A 200,000 grant has been awarded to researchers at Queen's to help establish why people with schizophrenia are three times more likely to smoke than the general population.
It is hoped the Medical Research Council award will help the scientists discover improved treatments for nicotine dependence - which can result in increased rates of illness and death from smoking-related diseases - as well as treatments for the symptoms of schizophrenia.
The funding will provide a three-year fellowship for Dr Ruth Barr, a psychiatrist in the School of Medicine and Dentistry.
Dr Barr hopes to build on research she has carried out during a fellowship at Harvard Medical School in Massachusetts on the effects of nicotine on attention and memory in schizophrenia.

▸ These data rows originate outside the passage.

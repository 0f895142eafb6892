//! Single-flight access token refresh.
//!
//! Any number of requests may hit a 401 at the same time. The coordinator
//! makes sure only one `POST /api/auth/refresh` is on the wire; every caller
//! that arrives while it is pending awaits the same boolean outcome.
//!
//! The refresh runs as a spawned task, so it completes for the remaining
//! waiters even if the caller that started it is cancelled. The task itself
//! clears the in-flight slot once the outcome is known; the next 401 after
//! that starts a fresh attempt.

use std::sync::atomic::{AtomicU64, Ordering};
use std::sync::{Arc, Mutex, PoisonError};

use folio_common::models::{RefreshTokenRequest, TokenResponse};
use futures_util::future::{BoxFuture, FutureExt, Shared};
use reqwest::Method;
use tracing::{debug, info, warn};

use crate::dispatcher::request_headers;
use crate::tokens::TokenStore;
use crate::transport::{HttpRequest, HttpTransport, RequestBody};

pub const REFRESH_PATH: &str = "/api/auth/refresh";

type PendingRefresh = Shared<BoxFuture<'static, bool>>;

/// `None` is IDLE, `Some` is IN_FLIGHT. The id guards against a settled
/// task clearing a newer attempt.
type Slot = Arc<Mutex<Option<(u64, PendingRefresh)>>>;

pub struct RefreshCoordinator {
    transport: Arc<dyn HttpTransport>,
    tokens: TokenStore,
    refresh_url: String,
    in_flight: Slot,
    next_id: AtomicU64,
}

impl RefreshCoordinator {
    pub fn new(transport: Arc<dyn HttpTransport>, tokens: TokenStore, base_url: &str) -> Self {
        Self {
            transport,
            tokens,
            refresh_url: format!("{}{REFRESH_PATH}", base_url.trim_end_matches('/')),
            in_flight: Arc::new(Mutex::new(None)),
            next_id: AtomicU64::new(0),
        }
    }

    /// Exchange the stored refresh token for a new pair.
    ///
    /// Returns `true` once new tokens are stored. On any failure returns
    /// `false` and leaves the stored tokens as they were; evicting them is
    /// up to the caller.
    pub async fn refresh(&self) -> bool {
        let pending = {
            let mut slot = self.in_flight.lock().unwrap_or_else(PoisonError::into_inner);
            let existing = slot.as_ref().map(|(_, pending)| pending.clone());
            match existing {
                Some(pending) => {
                    debug!("Joining in-flight token refresh");
                    pending
                }
                None => {
                    let Some(refresh_token) = self.tokens.refresh_token() else {
                        debug!("No refresh token stored; skipping refresh");
                        return false;
                    };
                    let id = self.next_id.fetch_add(1, Ordering::Relaxed);
                    debug!(attempt = id, "Starting token refresh");
                    let pending = self.spawn_refresh(id, refresh_token);
                    *slot = Some((id, pending.clone()));
                    pending
                }
            }
        };
        pending.await
    }

    /// `true` while a refresh is on the wire.
    pub fn is_in_flight(&self) -> bool {
        self.in_flight
            .lock()
            .unwrap_or_else(PoisonError::into_inner)
            .is_some()
    }

    fn spawn_refresh(&self, id: u64, refresh_token: String) -> PendingRefresh {
        let transport = Arc::clone(&self.transport);
        let tokens = self.tokens.clone();
        let url = self.refresh_url.clone();
        let slot = Arc::clone(&self.in_flight);

        let task = tokio::spawn(async move {
            let outcome = request_new_tokens(transport.as_ref(), &tokens, url, refresh_token).await;
            let mut current = slot.lock().unwrap_or_else(PoisonError::into_inner);
            if current.as_ref().is_some_and(|(active, _)| *active == id) {
                *current = None;
            }
            outcome
        });

        task.map(|joined| joined.unwrap_or(false)).boxed().shared()
    }
}

async fn request_new_tokens(
    transport: &dyn HttpTransport,
    tokens: &TokenStore,
    url: String,
    refresh_token: String,
) -> bool {
    let body = match serde_json::to_value(RefreshTokenRequest { refresh_token }) {
        Ok(body) => body,
        Err(e) => {
            warn!("Token refresh failed: {e}");
            return false;
        }
    };
    let headers = match request_headers(true, None) {
        Ok(headers) => headers,
        Err(e) => {
            warn!("Token refresh failed: {e}");
            return false;
        }
    };
    let request = HttpRequest { method: Method::POST, url, headers, body: Some(RequestBody::Json(body)) };

    let response = match transport.execute(request).await {
        Ok(response) => response,
        Err(e) => {
            warn!("Token refresh request failed: {e}");
            return false;
        }
    };
    if !response.is_success() {
        warn!(status = response.status, "Token refresh rejected");
        return false;
    }

    let pair = serde_json::from_str::<TokenResponse>(&response.body)
        .ok()
        .and_then(TokenResponse::into_tokens);
    match pair {
        Some(pair) => {
            tokens.set_tokens(pair);
            info!("Access token refreshed");
            true
        }
        None => {
            warn!("Token refresh response did not contain both tokens");
            false
        }
    }
}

The effects of nicotine withdrawal will be measured on around 40 volunteers, including both those with and without the condition.
Dr Barr said: "The reasons behind the increased need to smoke in patients with schizophrenia are unclear, although certain symptoms of this illness may increase vulnerability to nicotine dependence.
"Schizophrenia is associated with cognitive impairments including deficits in inhibitory control which may make it more difficult for patients to resist the impulse to smoke.
"We propose to investigate the effects of nicotine and nicotine withdrawal in smokers with and without schizophrenia on response inhibition, measured using a computer task.
"Cognitive abilities are believed to get worse during nicotine withdrawal and we want to establish if this deterioration is greater in patients with schizophrenia.
"In addition, we will investigate the mechanism of nicotine's effects on task performance using brain scanning and a measure of brain electrical activity.
"If we can understand why patients with schizophrenia are more likely to smoke it could enable us to develop new treatments for nicotine dependence and symptoms of schizophrenia."